The play, if not for the star-turns of actors Michael C. Hall, Cristin Milloti, and Sophia Caruso, who do most of the singing and acting, is as close to being an ensemble piece as possible. Yes, all of the acting and singing is letter-perfect good. But it is Hall, on stage for all two hours channeling what appears to be the heart and soul of Bowie himself that holds us prisoner. No doubt, his short stint on Broadway in Hedwig and the Angry Inch, another totally demanding role, has served him well here.
If the truth be told, and here I am telling it, wonderful performances aside, the brilliance of Lazarus resides in the hands of visionary director Ivo van Hove (his production of A View From The Bridge is currently represented on Broadway at the Lyceum Theatre), and the play’s technical staff Jan Versweyveld (Scenic and Lighting Designer), Tai Yarden (Video Design), Brian Ronan (Sound Design), Henry Hey (Music Director), An D’Huys (Costume Design), and Anne-B Parsons. It is a rarity when the all of the production values come together so astonishingly, as to conjure up a sense of wonder, one that takes us to another world.
Installation view, /David Bowie Is/, MCA Chicago. Photo by Nathan Keay.
Note from the reviewer: The majority of this review was written last week, during which he released Blackstar, his 25th album on his 69th birthday. It was only this morning when I found out about his passing. And that he was battling cancer for 18 months. Of course, having spent some 25 hours in total immersing myself in Bowie research, so much so that I became Bowie – making us Bowie has always been his strength – I was devastated. It was like part of me died which indeed it did. Though the tone, as well as the reception of this review will change the reading of the article,
I chose to as a Reviewer’s Note rather than starting off with a Death Notice.

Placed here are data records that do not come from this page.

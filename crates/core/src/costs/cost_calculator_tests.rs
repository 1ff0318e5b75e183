//! Tests for the project cost pipeline.

#[cfg(test)]
mod tests {
    use crate::clients::Client;
    use crate::components::{Labor, Material};
    use crate::costs::CostCalculator;
    use crate::errors::{CalculatorError, Error};
    use crate::projects::Project;
    use crate::settings::PricingSettings;
    use chrono::NaiveDate;
    use rust_decimal::Decimal;
    use rust_decimal_macros::dec;

    fn client(is_professional: bool, discount_rate: Decimal) -> Client {
        Client {
            id: "client-1".to_string(),
            name: "Dupont".to_string(),
            email: "dupont@example.com".to_string(),
            address: "12 rue des Lilas, Lyon".to_string(),
            phone: "0600000000".to_string(),
            is_professional,
            discount_rate,
        }
    }

    fn empty_project(surface: Decimal) -> Project {
        Project::new(
            "Kitchen Lyon",
            surface,
            NaiveDate::from_ymd_opt(2024, 3, 1).unwrap(),
        )
    }

    /// Material 77.00 + labor 200.00 for a professional client at 5%.
    fn reference_project() -> Project {
        let mut project = empty_project(dec!(12)).with_client(client(true, dec!(0.05)));
        project.add_material(
            Material::new("Countertop", dec!(10), dec!(5))
                .with_transport_cost(dec!(20))
                .with_quality_coefficient(dec!(1.1)),
        );
        project.add_labor(Labor::new("Installer", dec!(25), dec!(8)));
        project
    }

    // ==================== compute_total_cost ====================

    #[test]
    fn test_reference_total() {
        let mut project = reference_project();
        let total = CostCalculator::default()
            .compute_total_cost(&mut project)
            .unwrap();
        assert_eq!(total, dec!(315.78));
        assert_eq!(project.total_cost, Some(dec!(315.78)));
    }

    #[test]
    fn test_empty_project_costs_zero() {
        let mut project = empty_project(dec!(10));
        let total = CostCalculator::default()
            .compute_total_cost(&mut project)
            .unwrap();
        assert_eq!(total, Decimal::ZERO);
        assert_eq!(project.total_cost, Some(Decimal::ZERO));
    }

    #[test]
    fn test_project_without_client_gets_no_discount() {
        let mut project = reference_project();
        project.client = None;
        let total = CostCalculator::default()
            .compute_total_cost(&mut project)
            .unwrap();
        // 277 * 1.2
        assert_eq!(total, dec!(332.40));
    }

    #[test]
    fn test_private_client_discount_is_ignored() {
        let mut project = reference_project();
        project.client = Some(client(false, dec!(0.3)));
        let total = CostCalculator::default()
            .compute_total_cost(&mut project)
            .unwrap();
        assert_eq!(total, dec!(332.40));
    }

    #[test]
    fn test_vat_is_applied_once() {
        let mut project = empty_project(dec!(10));
        project.add_labor(Labor::new("Painter", dec!(50), dec!(2)).with_vat_rate(dec!(20)));
        let total = CostCalculator::new(dec!(20))
            .compute_total_cost(&mut project)
            .unwrap();
        assert_eq!(total, dec!(120.00));
    }

    #[test]
    fn test_vat_rate_from_settings() {
        let settings = PricingSettings {
            vat_rate: dec!(10),
            ..PricingSettings::default()
        };
        let calculator = CostCalculator::from_settings(&settings);
        assert_eq!(calculator.vat_rate(), dec!(10));

        let mut project = reference_project();
        // 263.15 * 1.1 = 289.465
        assert_eq!(calculator.compute_total_cost(&mut project).unwrap(), dec!(289.47));
    }

    #[test]
    fn test_total_rounds_half_up() {
        let mut project = empty_project(dec!(1));
        project.add_material(Material::new("Screws", dec!(0.125), dec!(1)));
        let total = CostCalculator::new(Decimal::ZERO)
            .compute_total_cost(&mut project)
            .unwrap();
        assert_eq!(total, dec!(0.13));
    }

    #[test]
    fn test_profit_margin_applies_before_discount() {
        let mut project = reference_project().with_profit_margin(dec!(10));
        let total = CostCalculator::default()
            .compute_total_cost(&mut project)
            .unwrap();
        // 277 * 1.10 = 304.7; * 0.95 = 289.465; * 1.2 = 347.358
        assert_eq!(total, dec!(347.36));
    }

    #[test]
    fn test_recompute_refreshes_stale_cache() {
        let calculator = CostCalculator::default();
        let mut project = reference_project();
        project.total_cost = Some(dec!(1));
        calculator.compute_total_cost(&mut project).unwrap();
        assert_eq!(project.total_cost, Some(dec!(315.78)));

        project.add_labor(Labor::new("Electrician", dec!(40), dec!(1)));
        assert_eq!(project.total_cost, None);
        // (277 + 40) * 0.95 * 1.2 = 361.38
        assert_eq!(calculator.compute_total_cost(&mut project).unwrap(), dec!(361.38));
    }

    #[test]
    fn test_overflow_is_wrapped_with_project_context() {
        let mut project = empty_project(dec!(10));
        project.add_material(Material::new("Huge", Decimal::MAX, dec!(1)));
        project.add_material(Material::new("Huge again", Decimal::MAX, dec!(1)));
        project.total_cost = Some(dec!(5));

        match CostCalculator::default().compute_total_cost(&mut project) {
            Err(Error::Calculation(CalculatorError::ProjectCost { project: name, .. })) => {
                assert_eq!(name, "Kitchen Lyon");
            }
            other => panic!("expected wrapped failure, got {:?}", other),
        }
        assert_eq!(project.total_cost, Some(dec!(5)));
    }

    // ==================== compute_cost_per_square_meter ====================

    #[test]
    fn test_cost_per_square_meter() {
        let mut project = reference_project();
        let per_m2 = CostCalculator::default()
            .compute_cost_per_square_meter(&mut project)
            .unwrap();
        // 315.78 / 12 = 26.315
        assert_eq!(per_m2, dec!(26.32));
    }

    #[test]
    fn test_cost_per_square_meter_zero_surface() {
        let mut project = reference_project();
        project.surface = Decimal::ZERO;
        let per_m2 = CostCalculator::default()
            .compute_cost_per_square_meter(&mut project)
            .unwrap();
        assert_eq!(per_m2, Decimal::ZERO);
    }

    #[test]
    fn test_cost_per_square_meter_negative_surface() {
        let mut project = reference_project();
        project.surface = dec!(-4);
        assert_eq!(
            CostCalculator::default()
                .compute_cost_per_square_meter(&mut project)
                .unwrap(),
            Decimal::ZERO
        );
    }

    // ==================== compute_cost_breakdown ====================

    #[test]
    fn test_breakdown_snapshot() {
        let project = reference_project();
        let breakdown = CostCalculator::default()
            .compute_cost_breakdown(&project)
            .unwrap();

        assert_eq!(breakdown.material_cost, dec!(77.00));
        assert_eq!(breakdown.labor_cost, dec!(200.00));
        assert_eq!(breakdown.subtotal, dec!(277.00));
        assert_eq!(breakdown.margin_amount, Decimal::ZERO);
        assert_eq!(breakdown.discount_amount, dec!(13.85));
        assert_eq!(breakdown.vat_amount, dec!(52.63));
        assert_eq!(breakdown.total_cost, dec!(315.78));
        assert_eq!(breakdown.cost_per_square_meter, dec!(26.32));
    }

    #[test]
    fn test_breakdown_does_not_touch_cache() {
        let project = reference_project();
        CostCalculator::default()
            .compute_cost_breakdown(&project)
            .unwrap();
        assert_eq!(project.total_cost, None);
    }

    #[test]
    fn test_breakdown_components_add_up() {
        let project = reference_project().with_profit_margin(dec!(7.5));
        let b = CostCalculator::default()
            .compute_cost_breakdown(&project)
            .unwrap();
        assert_eq!(
            b.subtotal + b.margin_amount - b.discount_amount + b.vat_amount,
            b.total_cost
        );
    }

    #[test]
    fn test_breakdown_map_keys() {
        let project = reference_project();
        let map = CostCalculator::default()
            .compute_cost_breakdown(&project)
            .unwrap()
            .to_map();

        assert_eq!(map["materialCost"], dec!(77.00));
        assert_eq!(map["laborCost"], dec!(200.00));
        assert_eq!(map["totalCost"], dec!(315.78));
        assert_eq!(map["costPerSquareMeter"], dec!(26.32));
    }

    #[test]
    fn test_breakdown_zero_surface() {
        let mut project = reference_project();
        project.surface = Decimal::ZERO;
        let breakdown = CostCalculator::default()
            .compute_cost_breakdown(&project)
            .unwrap();
        assert_eq!(breakdown.cost_per_square_meter, Decimal::ZERO);
        assert_eq!(breakdown.total_cost, dec!(315.78));
    }
}
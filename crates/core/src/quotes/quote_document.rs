//! Itemized quote text.

use chrono::NaiveDate;
use rust_decimal::Decimal;

use crate::components::{Labor, Material};
use crate::costs::CostBreakdown;
use crate::errors::Result;
use crate::projects::Project;
use crate::utils::money::{format_currency, format_rate_as_percent};

/// Everything printed on a quote besides the project itself.
pub struct QuoteTerms<'a> {
    pub breakdown: &'a CostBreakdown,
    /// VAT in percent.
    pub vat_rate: Decimal,
    pub currency_symbol: &'a str,
    pub issue_date: NaiveDate,
    pub validity_date: NaiveDate,
}

/// Renders the quote body: project header, one line per material, one line
/// per labor item, then the pricing summary. Amounts carry two decimals.
pub fn render_quote_content(project: &Project, terms: &QuoteTerms<'_>) -> Result<String> {
    let cur = terms.currency_symbol;
    let b = terms.breakdown;
    let mut lines = Vec::new();

    lines.push(format!("Quote for Project: {}", project.name));
    lines.push(format!(
        "Client: {}",
        project.client_name().unwrap_or("Not assigned")
    ));
    lines.push(format!("Surface: {} m²", format_currency(project.surface)));
    lines.push(format!("Start date: {}", project.start_date));
    lines.push(format!("Status: {}", project.status));

    lines.push(String::new());
    lines.push("Materials:".to_string());
    if project.materials.is_empty() {
        lines.push("- none".to_string());
    }
    for material in &project.materials {
        lines.push(material_line(material, cur)?);
    }

    lines.push(String::new());
    lines.push("Labor:".to_string());
    if project.labor_items.is_empty() {
        lines.push("- none".to_string());
    }
    for labor in &project.labor_items {
        lines.push(labor_line(labor, cur)?);
    }

    lines.push(String::new());
    lines.push(format!("Subtotal: {}{}", format_currency(b.subtotal), cur));
    if !b.margin_amount.is_zero() {
        lines.push(format!(
            "Profit margin ({}%): {}{}",
            project.profit_margin.normalize(),
            format_currency(b.margin_amount),
            cur
        ));
    }
    if !b.discount_amount.is_zero() {
        lines.push(format!(
            "Discount ({}%): -{}{}",
            format_rate_as_percent(project.discount_rate()),
            format_currency(b.discount_amount),
            cur
        ));
    }
    lines.push(format!(
        "VAT ({}%): {}{}",
        terms.vat_rate.normalize(),
        format_currency(b.vat_amount),
        cur
    ));
    lines.push(format!("Total Cost: {}{}", format_currency(b.total_cost), cur));
    lines.push(format!(
        "Cost per m²: {}{}",
        format_currency(b.cost_per_square_meter),
        cur
    ));

    lines.push(String::new());
    lines.push(format!("Issued: {}", terms.issue_date));
    lines.push(format!("Valid until: {}", terms.validity_date));

    let mut content = lines.join("\n");
    content.push('\n');
    Ok(content)
}

fn material_line(material: &Material, cur: &str) -> Result<String> {
    let mut line = format!(
        "- {}: {} {} x {}{}",
        material.name,
        format_currency(material.quantity),
        material.unit,
        format_currency(material.unit_cost),
        cur
    );
    if !material.transport_cost.is_zero() {
        line.push_str(&format!(
            " + {}{} transport",
            format_currency(material.transport_cost),
            cur
        ));
    }
    if material.quality_coefficient != Decimal::ONE {
        line.push_str(&format!(
            " x {}",
            material.quality_coefficient.normalize()
        ));
    }
    line.push_str(&format!(
        " = {}{}",
        format_currency(material.calculate_cost()?),
        cur
    ));
    Ok(line)
}

fn labor_line(labor: &Labor, cur: &str) -> Result<String> {
    let mut line = format!(
        "- {}: {} hours x {}{}/h",
        labor.name,
        format_currency(labor.hours_worked),
        format_currency(labor.hourly_rate),
        cur
    );
    if labor.worker_productivity != Decimal::ONE {
        line.push_str(&format!(
            " x {}",
            labor.worker_productivity.normalize()
        ));
    }
    line.push_str(&format!(
        " = {}{}",
        format_currency(labor.calculate_cost()?),
        cur
    ));
    Ok(line)
}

Most chilling in retrospect are the lyrics of Lazarus one of the last songs Bowie wrote. Here, he seems to telling us, in no uncertain terms that he will be leaving the planet. The lyrics sung by Michael C. Hall include "Look up here/ I'm in heaven/ I've got scars that can't be seen…"This way or no way." You know, I'll be free" Bowie sings these same lyrics in his video Lazarus. (See link below). Appearing distraught, Bowie is seen shaking and writhing among the tousled sheets of his bed. He levitates briefly after a disembodied hand creeps toward him from beneath the bed frame. The video ends with Bowie closing the doors of his life, as he enters a coffin like closet.